= Aromanian nationalism =

Ideology defending the notion of the Aromanians as a nation

Flag of the Aromanians

Aromanian nationalism (Natsionalismu armãneascu) is the ideology asserting the Aromanians as a distinct nation. A large number of Aromanians have moved away from nationalist themes such as the creation of a nation state of their own or achieving ethnic autonomy in the countries they live. Despite this, an ethnic-based identity and pride is prevalent in them. In history, Aromanian nationalists often found themselves divided into pro-Greek factions and pro-Romanian ones.

The repeated persecution, attacks and murders against the Aromanians by Greek and Bulgarian gangs in the Ottoman Empire fueled the nationalism of the Aromanians, which was further promoted by the works of some Aromanians in Romania. In 1917, during the presence of Italian troops in Greece in World War I, a group of Aromanian nationalists attempted the creation of an Aromanian state, backed by Romania. However, the Italian troops eventually withdrew, and the Greek authorities subsequently chased these figures.

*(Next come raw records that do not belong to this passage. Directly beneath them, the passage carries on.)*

//! Environment-driven tuning for property suites.
//!
//! Every property suite in the workspace reads its case count and fork mode
//! through [`ProptestRunProfile`], so one pair of variables scales all of
//! them at once (for example a long soak run in CI).

use std::env;

/// Overrides the number of cases each property runs.
pub const CASES_ENV_KEY: &str = "FRUSTRATION_PBT_CASES";
/// Runs each property case in a forked subprocess when truthy.
pub const FORK_ENV_KEY: &str = "FRUSTRATION_PBT_FORK";

/// Case count and fork mode for one property suite.
#[derive(Clone, Copy, Debug, PartialEq, Eq)]
pub struct ProptestRunProfile {
    cases: u32,
    fork: bool,
}

impl ProptestRunProfile {
    /// Reads the overrides, falling back to the supplied defaults when a
    /// variable is unset or unparsable.
    ///
    /// # Examples
    ///
    /// ```
    /// use frustration_test_support::proptest_profile::ProptestRunProfile;
    ///
    /// let profile = ProptestRunProfile::load(32, false);
    /// assert!(profile.cases() > 0);
    /// ```
    #[must_use]
    pub fn load(default_cases: u32, default_fork: bool) -> Self {
        Self {
            cases: read_override(CASES_ENV_KEY, parse_cases).unwrap_or(default_cases),
            fork: read_override(FORK_ENV_KEY, parse_flag).unwrap_or(default_fork),
        }
    }

    /// Number of cases to run per property.
    #[must_use]
    pub const fn cases(&self) -> u32 {
        self.cases
    }

    /// Whether cases run in forked subprocesses.
    #[must_use]
    pub const fn fork(&self) -> bool {
        self.fork
    }
}

fn read_override<T>(key: &'static str, parse: fn(&str) -> Result<T, String>) -> Option<T> {
    let raw = env::var(key).ok()?;
    match parse(&raw) {
        Ok(value) => Some(value),
        Err(reason) => {
            tracing::warn!(
                env = key,
                raw = %raw,
                reason = %reason,
                "ignoring invalid property-test override"
            );
            None
        }
    }
}

fn parse_cases(raw: &str) -> Result<u32, String> {
    match raw.trim().parse::<u32>() {
        Ok(0) => Err("cases must be positive".to_owned()),
        Ok(cases) => Ok(cases),
        Err(error) => Err(error.to_string()),
    }
}

fn parse_flag(raw: &str) -> Result<bool, String> {
    match raw.trim().to_ascii_lowercase().as_str() {
        "1" | "true" | "yes" | "on" => Ok(true),
        "0" | "false" | "no" | "off" => Ok(false),
        other => Err(format!("`{other}` is not a boolean")),
    }
}

#[cfg(test)]
mod tests {
    use rstest::rstest;

    use super::{parse_cases, parse_flag};

    #[rstest]
    #[case("1", Some(1))]
    #[case(" 250 ", Some(250))]
    #[case("0", None)]
    #[case("-3", None)]
    #[case("many", None)]
    fn parses_case_counts(#[case] raw: &str, #[case] expected: Option<u32>) {
        assert_eq!(parse_cases(raw).ok(), expected);
    }

    #[rstest]
    #[case("TRUE", Some(true))]
    #[case("on", Some(true))]
    #[case("0", Some(false))]
    #[case("no", Some(false))]
    #[case("maybe", None)]
    fn parses_fork_flags(#[case] raw: &str, #[case] expected: Option<bool>) {
        assert_eq!(parse_flag(raw).ok(), expected);
    }
}
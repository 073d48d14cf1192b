//! Tagged text report.

use std::io::{self, Write};

use frustration_core::{AnalysisReport, FrustrationStatistics};

/// Renders `report` to `writer` as tagged lines.
///
/// `#BCS` always comes first and `#ECS` follows when elementary cycles were
/// enumerated. Vertex (`FV`/`NFV`/`#FV`), edge (`FE`/`NFE`/`#FE`) and cycle
/// (`FC`/`NFC`/`#FC`) sections follow unless the graph is acyclic.
///
/// # Errors
/// Returns [`io::Error`] if writing to the supplied writer fails.
///
/// # Examples
/// ```
/// # use std::error::Error;
/// # use frustration_cli::cli::render_report;
/// # use frustration_core::{AnalyzerBuilder, GraphBuilder, IterationOrder};
/// #
/// # fn main() -> Result<(), Box<dyn Error>> {
/// let mut builder = GraphBuilder::new();
/// builder
///     .add_coupler("a", "b", -1.0)?
///     .add_coupler("b", "c", -1.0)?
///     .add_coupler("a", "c", 1.0)?;
/// let analyzer = AnalyzerBuilder::new()
///     .with_iteration_order(IterationOrder::Sorted)
///     .build()?;
/// let report = analyzer.analyze(&builder.build())?;
///
/// let mut buffer = Vec::new();
/// render_report(&report, &mut buffer)?;
/// let text = String::from_utf8(buffer)?;
/// assert!(text.starts_with("#BCS 1\n"));
/// assert!(text.contains("#FC  1 / 1 = 1.000000\n"));
/// # Ok(())
/// # }
/// ```
pub fn render_report(report: &AnalysisReport, mut writer: impl Write) -> io::Result<()> {
    writeln!(writer, "#BCS {}", report.basic_cycle_count())?;
    if let Some(count) = report.elementary_cycle_count() {
        writeln!(writer, "#ECS {count}")?;
    }
    match report.statistics() {
        Some(statistics) => render_statistics(statistics, &mut writer),
        None => Ok(()),
    }
}

fn render_statistics(
    statistics: &FrustrationStatistics,
    writer: &mut impl Write,
) -> io::Result<()> {
    for (vertex, tally) in statistics.frustrated_vertices() {
        writeln!(writer, "FV   {} {} | {vertex}", tally.frustrated(), tally.margin())?;
    }
    for (vertex, tally) in statistics.unfrustrated_vertices() {
        writeln!(writer, "NFV  {} {} | {vertex}", tally.unfrustrated(), tally.margin())?;
    }
    writeln!(writer, "#FV  {}", statistics.vertex_ratio())?;

    for (edge, tally) in statistics.frustrated_edges() {
        writeln!(writer, "FE   {} {} | {edge}", tally.frustrated(), tally.margin())?;
    }
    for (edge, tally) in statistics.unfrustrated_edges() {
        writeln!(writer, "NFE  {} {} | {edge}", tally.unfrustrated(), tally.margin())?;
    }
    writeln!(writer, "#FE  {}", statistics.edge_ratio())?;

    for cycle in statistics.cycles() {
        writer.write_all(if cycle.is_frustrated() { b"FC  " } else { b"NFC " })?;
        for vertex in cycle.path().vertices() {
            write!(writer, " {vertex}")?;
        }
        writeln!(writer)?;
    }
    writeln!(writer, "#FC  {}", statistics.cycle_ratio())
}
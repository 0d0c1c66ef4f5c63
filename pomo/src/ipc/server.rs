//! Unix domain socket server for IPC
//!
//! The main thread owns all application state, so this server never touches
//! it directly: every command is forwarded over a channel together with a
//! oneshot the main loop answers on.

use anyhow::Result;
use pomo_ipc::{Command, Response, SOCKET_PATH};
use std::sync::mpsc::Sender;
use tokio::io::{AsyncBufReadExt, AsyncWriteExt, BufReader};
use tokio::net::{UnixListener, UnixStream};
use tokio::sync::oneshot;
use tracing::{error, info};

/// A command from a ctl client plus the channel its reply goes back on.
pub struct IpcRequest {
    pub command: Command,
    pub reply: oneshot::Sender<Response>,
}

pub async fn start(requests: Sender<IpcRequest>) -> Result<()> {
    // Remove old socket if it exists
    let _ = std::fs::remove_file(SOCKET_PATH);

    let listener = UnixListener::bind(SOCKET_PATH)?;
    info!("IPC server listening on {}", SOCKET_PATH);

    loop {
        match listener.accept().await {
            Ok((stream, _)) => {
                let requests = requests.clone();
                tokio::spawn(async move {
                    if let Err(e) = handle_client(stream, requests).await {
                        error!("Error handling client: {}", e);
                    }
                });
            }
            Err(e) => {
                error!("Error accepting connection: {}", e);
            }
        }
    }
}

async fn handle_client(stream: UnixStream, requests: Sender<IpcRequest>) -> Result<()> {
    let (reader, mut writer) = stream.into_split();
    let mut reader = BufReader::new(reader);
    let mut line = String::new();

    // Read command
    reader.read_line(&mut line).await?;
    let command: Command = serde_json::from_str(&line)?;

    // Hand it to the main loop and wait for the verdict
    let (reply_tx, reply_rx) = oneshot::channel();
    requests
        .send(IpcRequest {
            command,
            reply: reply_tx,
        })
        .map_err(|_| anyhow::anyhow!("main loop is no longer accepting commands"))?;
    let response = match reply_rx.await {
        Ok(response) => response,
        Err(_) => Response::Error("pomo is shutting down".to_string()),
    };

    // Send response
    let response_json = serde_json::to_vec(&response)?;
    writer.write_all(&response_json).await?;

    Ok(())
}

Such a project was revived in World War II after the Axis invasion of Greece, and a Principality of the Pindus was established in 1941, being led by the Aromanian nationalist Alcibiades Diamandi. Despite lacking any real political power, this principality had its own military forces, the Roman Legion, which collaborated with fascist Italian and Nazi German forces. Aromanian was made the official language, the use of Greek was prohibited and the formation of an Aromanian parliament was attempted. However, the Axis forces retreated and the Greek resistance, with several Aromanian members, took over the region in 1944.

Aromanian nationalism has focused greatly in Moscopole. Moscopole was a prosperous city in the Ottoman Empire with a large Aromanian population that was largely devastated and destroyed in the second half of the 18th century. With the birth of Aromanian literature, many Aromanian writers, predominantly those young Aromanians educated in Romanian schools, began to write about Moscopole in a utopian way, with feelings and elements such as love, nostalgia, superstitions, mentalities, emotions and everyday aspects of life being predominant. Depression and nostalgia for the city became the main feelings in this Aromanian literary phenomenon. Romanian historian Sorin Antohi described the Aromanian elites engaging in this utopic literary discourse about Moscopole as having an exalted feeling of finding of a "magnetic beauty and without any imperfection of a brilliant city" which "evokes a dreamlike image". The founder of this Aromanian literary trend was Leon Boga, but it also includes works by Nicolae Constantin Batzaria, Nicolae Caratană, Ion Foti, Kira Mantsu and Nicolae Velo.

Today, a common Aromanian phrase expressing ethnic pride is S-bãneadzã Armãnamea ("Long live Aromanian-dom"). Another famous phrase is Armãnlu nu cheari ("The Aromanian [person] does not perish").